WASHINGTON, DC.- Rosa Parks, the civil rights icon made famous for her refusal to give up her seat to a white man on a city bus in Montgomery, Alabama, in December 1955, is often mischaracterized as a quiet seamstress, with little attention paid to her full life story. A new Library of Congress exhibition, “Rosa Parks: In Her Own Words,” reveals the real Rosa Parks was a seasoned activist with a militant spirit forged over decades of challenging inequality and injustice.

This is the first exhibition of the Rosa Parks Collection, which includes her personal writings, reflections, photographs, records and memorabilia. The collection was placed on loan with the Library in 2014 and became a permanent gift in 2016 through the generosity of the Howard G. Buffett Foundation.

“Rosa Parks: In Her Own Words” immerses visitors in Parks’ words, reflections, handwritten notes and photographs from throughout her life, allowing her to tell her own life story. Four sections of the exhibition explore Parks’ early life and activism, the Montgomery bus boycott, the fallout from Parks’ arrest for her family and their move to Detroit, and the global impact of her life.

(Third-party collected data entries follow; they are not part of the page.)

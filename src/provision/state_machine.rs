//! Pure transition logic for the provisioning state machine. The tick engine
//! is glue; everything that can be decided without I/O is decided here.

use chrono::{DateTime, Duration, Utc};

use crate::db::models::{InstallStatus, InstallStep};

/// Dwell time in `verify_sync` before the install is declared ready, giving
/// the installer's webhook registration a moment to settle.
pub const SYNC_SETTLE_SECONDS: i64 = 3;

/// Step order of a successful install. Observed step sequences are
/// subsequences of this list.
pub const STEP_ORDER: [InstallStep; 7] = [
    InstallStep::CreateProject,
    InstallStep::WaitDatabaseReady,
    InstallStep::ApplySchema,
    InstallStep::VerifyConnection,
    InstallStep::StartSync,
    InstallStep::VerifySync,
    InstallStep::Done,
];

/// Terminal statuses accept no further transitions.
pub fn is_terminal(status: &InstallStatus) -> bool {
    matches!(status, InstallStatus::Ready | InstallStatus::Error)
}

/// The status a row carries while sitting on a given step.
pub fn status_for_step(step: InstallStep) -> InstallStatus {
    match step {
        InstallStep::CreateProject | InstallStep::CreateDatabase | InstallStep::WaitDatabaseReady => {
            InstallStatus::Provisioning
        }
        InstallStep::ApplySchema | InstallStep::VerifyConnection => InstallStatus::Installing,
        InstallStep::StartSync | InstallStep::VerifySync => InstallStatus::Syncing,
        InstallStep::Done => InstallStatus::Ready,
    }
}

/// What a tick should do for a row in the given state. At most one external
/// side effect hides behind each action.
#[derive(Debug, PartialEq, Eq)]
pub enum TickAction {
    /// Move to the given step; nothing external to touch.
    Advance(InstallStep),
    /// Run the single database readiness probe.
    ProbeDatabase,
    /// Refresh the tenant token and invoke the sync installer once.
    RunSyncInstall,
    /// Wait out the settle window, then complete.
    SettleSync,
    /// Terminal state; leave the row alone.
    Noop,
}

pub fn plan_tick(status: &InstallStatus, step: Option<InstallStep>) -> TickAction {
    if is_terminal(status) {
        return TickAction::Noop;
    }
    match step {
        // Fresh rows and anything unrecognized normalize onto the wait.
        None | Some(InstallStep::CreateProject) | Some(InstallStep::CreateDatabase) => {
            TickAction::Advance(InstallStep::WaitDatabaseReady)
        }
        Some(InstallStep::WaitDatabaseReady) => TickAction::ProbeDatabase,
        Some(InstallStep::ApplySchema) => TickAction::Advance(InstallStep::VerifyConnection),
        Some(InstallStep::VerifyConnection) => TickAction::Advance(InstallStep::StartSync),
        Some(InstallStep::StartSync) => TickAction::RunSyncInstall,
        Some(InstallStep::VerifySync) => TickAction::SettleSync,
        // A done step under a non-terminal status is an inconsistent row;
        // re-assert the terminal pair.
        Some(InstallStep::Done) => TickAction::Advance(InstallStep::Done),
    }
}

/// Whether the readiness wait has outlived its budget, measured wall-clock
/// from when the state was entered.
pub fn wait_deadline_exceeded(
    entered_at: DateTime<Utc>,
    now: DateTime<Utc>,
    timeout: Duration,
) -> bool {
    now - entered_at > timeout
}

/// Whether the sync settle window has elapsed.
pub fn sync_settled(entered_at: DateTime<Utc>, now: DateTime<Utc>) -> bool {
    now - entered_at >= Duration::seconds(SYNC_SETTLE_SECONDS)
}

#[cfg(test)]
mod tests {
    use super::*;
    use InstallStatus::*;
    use InstallStep::*;

    #[test]
    fn terminal_states() {
        assert!(is_terminal(&Ready));
        assert!(is_terminal(&Error));
        for status in [Pending, Provisioning, Installing, Syncing] {
            assert!(!is_terminal(&status));
        }
    }

    #[test]
    fn status_matches_step() {
        assert_eq!(status_for_step(CreateProject), Provisioning);
        assert_eq!(status_for_step(WaitDatabaseReady), Provisioning);
        assert_eq!(status_for_step(ApplySchema), Installing);
        assert_eq!(status_for_step(VerifyConnection), Installing);
        assert_eq!(status_for_step(StartSync), Syncing);
        assert_eq!(status_for_step(VerifySync), Syncing);
        // ready if and only if done
        assert_eq!(status_for_step(Done), Ready);
        for step in STEP_ORDER.iter().filter(|s| **s != Done) {
            assert_ne!(status_for_step(*step), Ready);
        }
    }

    #[test]
    fn fresh_and_unknown_rows_normalize_to_the_wait() {
        for step in [None, Some(CreateProject), Some(CreateDatabase)] {
            assert_eq!(
                plan_tick(&Pending, step),
                TickAction::Advance(WaitDatabaseReady)
            );
            assert_eq!(
                plan_tick(&Provisioning, step),
                TickAction::Advance(WaitDatabaseReady)
            );
        }
    }

    #[test]
    fn each_step_plans_its_action() {
        assert_eq!(plan_tick(&Provisioning, Some(WaitDatabaseReady)), TickAction::ProbeDatabase);
        assert_eq!(
            plan_tick(&Installing, Some(ApplySchema)),
            TickAction::Advance(VerifyConnection)
        );
        assert_eq!(
            plan_tick(&Installing, Some(VerifyConnection)),
            TickAction::Advance(StartSync)
        );
        assert_eq!(plan_tick(&Syncing, Some(StartSync)), TickAction::RunSyncInstall);
        assert_eq!(plan_tick(&Syncing, Some(VerifySync)), TickAction::SettleSync);
    }

    #[test]
    fn terminal_rows_are_left_alone() {
        for step in [None, Some(WaitDatabaseReady), Some(StartSync), Some(Done)] {
            assert_eq!(plan_tick(&Ready, step), TickAction::Noop);
            assert_eq!(plan_tick(&Error, step), TickAction::Noop);
        }
    }

    #[test]
    fn advances_only_move_forward() {
        // Any Advance planned from a step in the canonical order must land
        // strictly later in that order.
        let position = |step: &InstallStep| STEP_ORDER.iter().position(|s| s == step);
        for (i, step) in STEP_ORDER.iter().enumerate() {
            if let TickAction::Advance(next) = plan_tick(&status_for_step(*step), Some(*step)) {
                if let Some(j) = position(&next) {
                    assert!(j > i, "{step} advanced backwards to {next}");
                }
            }
        }
    }

    #[test]
    fn wait_timeout_is_wall_clock() {
        let entered = Utc::now();
        let timeout = Duration::seconds(600);
        assert!(!wait_deadline_exceeded(entered, entered + Duration::seconds(599), timeout));
        assert!(!wait_deadline_exceeded(entered, entered + Duration::seconds(600), timeout));
        assert!(wait_deadline_exceeded(entered, entered + Duration::seconds(601), timeout));
    }

    #[test]
    fn settle_window_is_three_seconds() {
        let entered = Utc::now();
        assert!(!sync_settled(entered, entered + Duration::seconds(2)));
        assert!(sync_settled(entered, entered + Duration::seconds(3)));
        assert!(sync_settled(entered, entered + Duration::seconds(30)));
    }
}
use std::sync::Arc;
use std::time::Duration;

use anyhow::{Context, Result};
use sqlx::PgPool;

use crate::crypto::TokenCipher;
use crate::db;
use crate::oauth::tokens::TokenService;
use crate::provision::engine::ProvisionEngine;
use crate::settings::Settings;
use crate::stripe::{self, ModeCredentials, StripeOAuthClient, StripeOAuthConfig};
use crate::supabase::{self, SupabaseClient};
use crate::sync::{self, SyncInstaller, WebhookSyncInstaller, WebhookSyncInstallerConfig};

/// Everything a handler needs, built once at startup and cloned per request.
/// The pool and cipher are effectively process globals: initialized here,
/// immutable afterwards.
#[derive(Clone)]
pub struct AppState {
    pub settings: Arc<Settings>,
    pub db_pool: PgPool,
    pub cipher: Arc<TokenCipher>,
    pub stripe: Arc<StripeOAuthClient>,
    pub tokens: Arc<TokenService>,
    pub engine: Arc<ProvisionEngine>,
}

impl AppState {
    pub async fn new(settings: &Settings) -> Result<Self> {
        let db_pool = db::connect(&settings.database_url).await?;
        Self::run_migrations(&db_pool).await?;

        let cipher = Arc::new(
            TokenCipher::from_hex_key(&settings.encryption_key)
                .context("Invalid ENCRYPTION_KEY")?,
        );

        let http = reqwest::Client::new();

        let stripe_client = Arc::new(StripeOAuthClient::new(StripeOAuthConfig {
            http: http.clone(),
            token_url: settings
                .stripe_token_url
                .clone()
                .unwrap_or_else(|| stripe::DEFAULT_TOKEN_URL.to_string()),
            authorize_url: settings
                .stripe_authorize_url
                .clone()
                .unwrap_or_else(|| stripe::DEFAULT_AUTHORIZE_URL.to_string()),
            redirect_uri: settings.redirect_uri(),
            test: ModeCredentials {
                client_id: settings.stripe_app_client_id_test.clone(),
                secret_key: settings.stripe_secret_key_test.clone(),
            },
            live: ModeCredentials {
                client_id: settings.stripe_app_client_id_live.clone(),
                secret_key: settings.stripe_secret_key_live.clone(),
            },
        }));

        let supabase_client = Arc::new(SupabaseClient::new(
            http.clone(),
            settings
                .supabase_api_url
                .clone()
                .unwrap_or_else(|| supabase::DEFAULT_API_URL.to_string()),
            settings.supabase_access_token.clone(),
            settings.supabase_organization_id.clone(),
            settings.supabase_region.clone(),
        ));

        let installer: Arc<dyn SyncInstaller> =
            Arc::new(WebhookSyncInstaller::new(WebhookSyncInstallerConfig {
                http,
                api_url: settings
                    .stripe_api_url
                    .clone()
                    .unwrap_or_else(|| stripe::DEFAULT_API_URL.to_string()),
                webhook_url: settings.sync_webhook_url(),
                api_version: settings
                    .sync_stripe_api_version
                    .clone()
                    .unwrap_or_else(|| sync::DEFAULT_API_VERSION.to_string()),
                // One attempt per tick: the state machine owns retry policy.
                max_attempts: 1,
                initial_backoff: Duration::from_secs(5),
            }));

        let tokens = Arc::new(TokenService::new(
            db_pool.clone(),
            cipher.clone(),
            stripe_client.clone(),
        ));

        let engine = Arc::new(ProvisionEngine::new(
            db_pool.clone(),
            supabase_client,
            installer,
            tokens.clone(),
            cipher.clone(),
            settings.wait_ready_timeout(),
        ));

        Ok(Self {
            settings: Arc::new(settings.clone()),
            db_pool,
            cipher,
            stripe: stripe_client,
            tokens,
            engine,
        })
    }

    async fn run_migrations(pool: &PgPool) -> Result<()> {
        tracing::info!("running database migrations");
        sqlx::migrate!("./migrations")
            .run(pool)
            .await
            .context("Failed to run migrations")?;
        Ok(())
    }
}
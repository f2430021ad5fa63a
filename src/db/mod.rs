pub mod models;
pub mod oauth_connections;
pub mod oauth_states;
pub mod provisioned_databases;

pub use models::*;

use std::future::Future;
use std::str::FromStr;
use std::time::Duration;

use anyhow::{Context, Result};
use sha2::{Digest, Sha256};
use sqlx::postgres::{PgConnectOptions, PgPoolOptions, PgSslMode};
use sqlx::PgPool;

/// Connect to PostgreSQL with the pool shape the handlers are sized for:
/// ten connections, a ten-second acquire deadline, a thirty-second idle
/// timeout, TLS required.
pub async fn connect(database_url: &str) -> Result<PgPool> {
    let options = PgConnectOptions::from_str(database_url)
        .context("Invalid DATABASE_URL")?
        .ssl_mode(PgSslMode::Require);

    let pool = PgPoolOptions::new()
        .max_connections(10)
        .acquire_timeout(Duration::from_secs(10))
        .idle_timeout(Duration::from_secs(30))
        .connect_with(options)
        .await
        .context("Failed to connect to PostgreSQL")?;

    Ok(pool)
}

/// Outcome of a [`with_tenant_lock`] attempt.
#[derive(Debug)]
pub enum LockOutcome<T> {
    Acquired(T),
    Busy,
}

/// Stable 64-bit advisory-lock key for an account.
pub fn tenant_lock_key(stripe_account_id: &str) -> i64 {
    let digest = Sha256::digest(stripe_account_id.as_bytes());
    let mut prefix = [0u8; 8];
    prefix.copy_from_slice(&digest[..8]);
    i64::from_be_bytes(prefix)
}

/// Run `work` while holding the session-scoped advisory lock for an account.
///
/// The lock is taken non-blocking on a dedicated pooled connection; if some
/// other handler already holds it, `work` is never called and `Busy` is
/// returned immediately. `work` itself talks to the database through the
/// pool as usual; the dedicated connection exists only to pin the lock for
/// the duration.
///
/// Release happens on every exit path: the unlock statement runs after
/// `work` regardless of its result, and if that statement cannot be issued
/// the connection is detached from the pool so the session (and with it the
/// lock) dies instead of leaking back into circulation still locked.
pub async fn with_tenant_lock<T, F, Fut>(
    pool: &PgPool,
    stripe_account_id: &str,
    work: F,
) -> Result<LockOutcome<T>>
where
    F: FnOnce() -> Fut,
    Fut: Future<Output = Result<T>>,
{
    let mut conn = pool
        .acquire()
        .await
        .context("Failed to acquire connection for advisory lock")?;
    let key = tenant_lock_key(stripe_account_id);

    let (acquired,): (bool,) = sqlx::query_as("SELECT pg_try_advisory_lock($1)")
        .bind(key)
        .fetch_one(&mut *conn)
        .await
        .context("Failed to take advisory lock")?;
    if !acquired {
        return Ok(LockOutcome::Busy);
    }

    let result = work().await;

    match sqlx::query_as::<_, (bool,)>("SELECT pg_advisory_unlock($1)")
        .bind(key)
        .fetch_one(&mut *conn)
        .await
    {
        Ok((released,)) => {
            if !released {
                tracing::warn!(key, "advisory unlock reported no lock held");
            }
        }
        Err(e) => {
            tracing::warn!(
                error = %e,
                key,
                "failed to release advisory lock, discarding connection"
            );
            drop(conn.detach());
        }
    }

    result.map(LockOutcome::Acquired)
}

“Rosa Parks lived a life dedicated to equal rights and social justice, and she helped change the country with the example she set,” said Librarian of Congress Carla Hayden. “Our new exhibition is an important milestone for Rosa Parks to tell her story for new generations through her own words and pictures now preserved at the Library of Congress.”

Born and reared in Alabama during the Jim Crow era of legally mandated segregation, Rosa Louise McCauley was taught by her grandfather “never to accept mistreatment.” She married Raymond Parks, a charter member of the NAACP branch in Montgomery, Alabama, in 1932, and together they were early activists for racial equality. They would organize to free the Scottsboro Boys in the 1930s. In 1943, Rosa Parks became the secretary of the Montgomery NAACP, and the branch focused on voter registration and cases of racial violence and discrimination.

After the bus incident, she was punished with death threats, unemployment and poverty – but remained committed to the struggle for social justice.

Throughout her life, Parks would advocate for civil rights, workers’ rights, women’s rights, prisoners’ rights and black youth, and she spoke out against apartheid and other injustices around the world.

Highlights from the exhibition include:

• The Parks’ family Bible – being exhibited for the first time;

• Photographs and letters documenting Parks’ family and early years;

• Parks’ account of “keeping vigil” with her grandfather to protect their home from Klansmen;

• A manuscript in which Parks recalls a childhood encounter with a white boy who threatened to hit her and how she responded;

• Parks’ personal reflections on her arrest for refusing to surrender her seat on a bus to a white passenger on Dec. 1, 1955, recounting the emotional toll of incarceration;

• Letters and documentation of the Montgomery bus boycott and its consequences for those who joined the protest;

• Political buttons, brochures, photographs and letters documenting the civil rights movement from the Parks papers and the vast NAACP Records at the Library;

• A handmade blue dress from Parks’ wardrobe, on loan from the Smithsonian’s National Museum of African American History and Culture;

• Correspondence to Rep. John Conyers of Michigan when Parks worked on his congressional staff from 1965 to 1988;

• The Spingarn Medal citation, the NAACP’s highest honor, awarded to Parks in 1979;
The Presidential Medal of Freedom awarded to Parks at the White House in 1996;

• The Congressional Gold Medal awarded to Parks in 1999.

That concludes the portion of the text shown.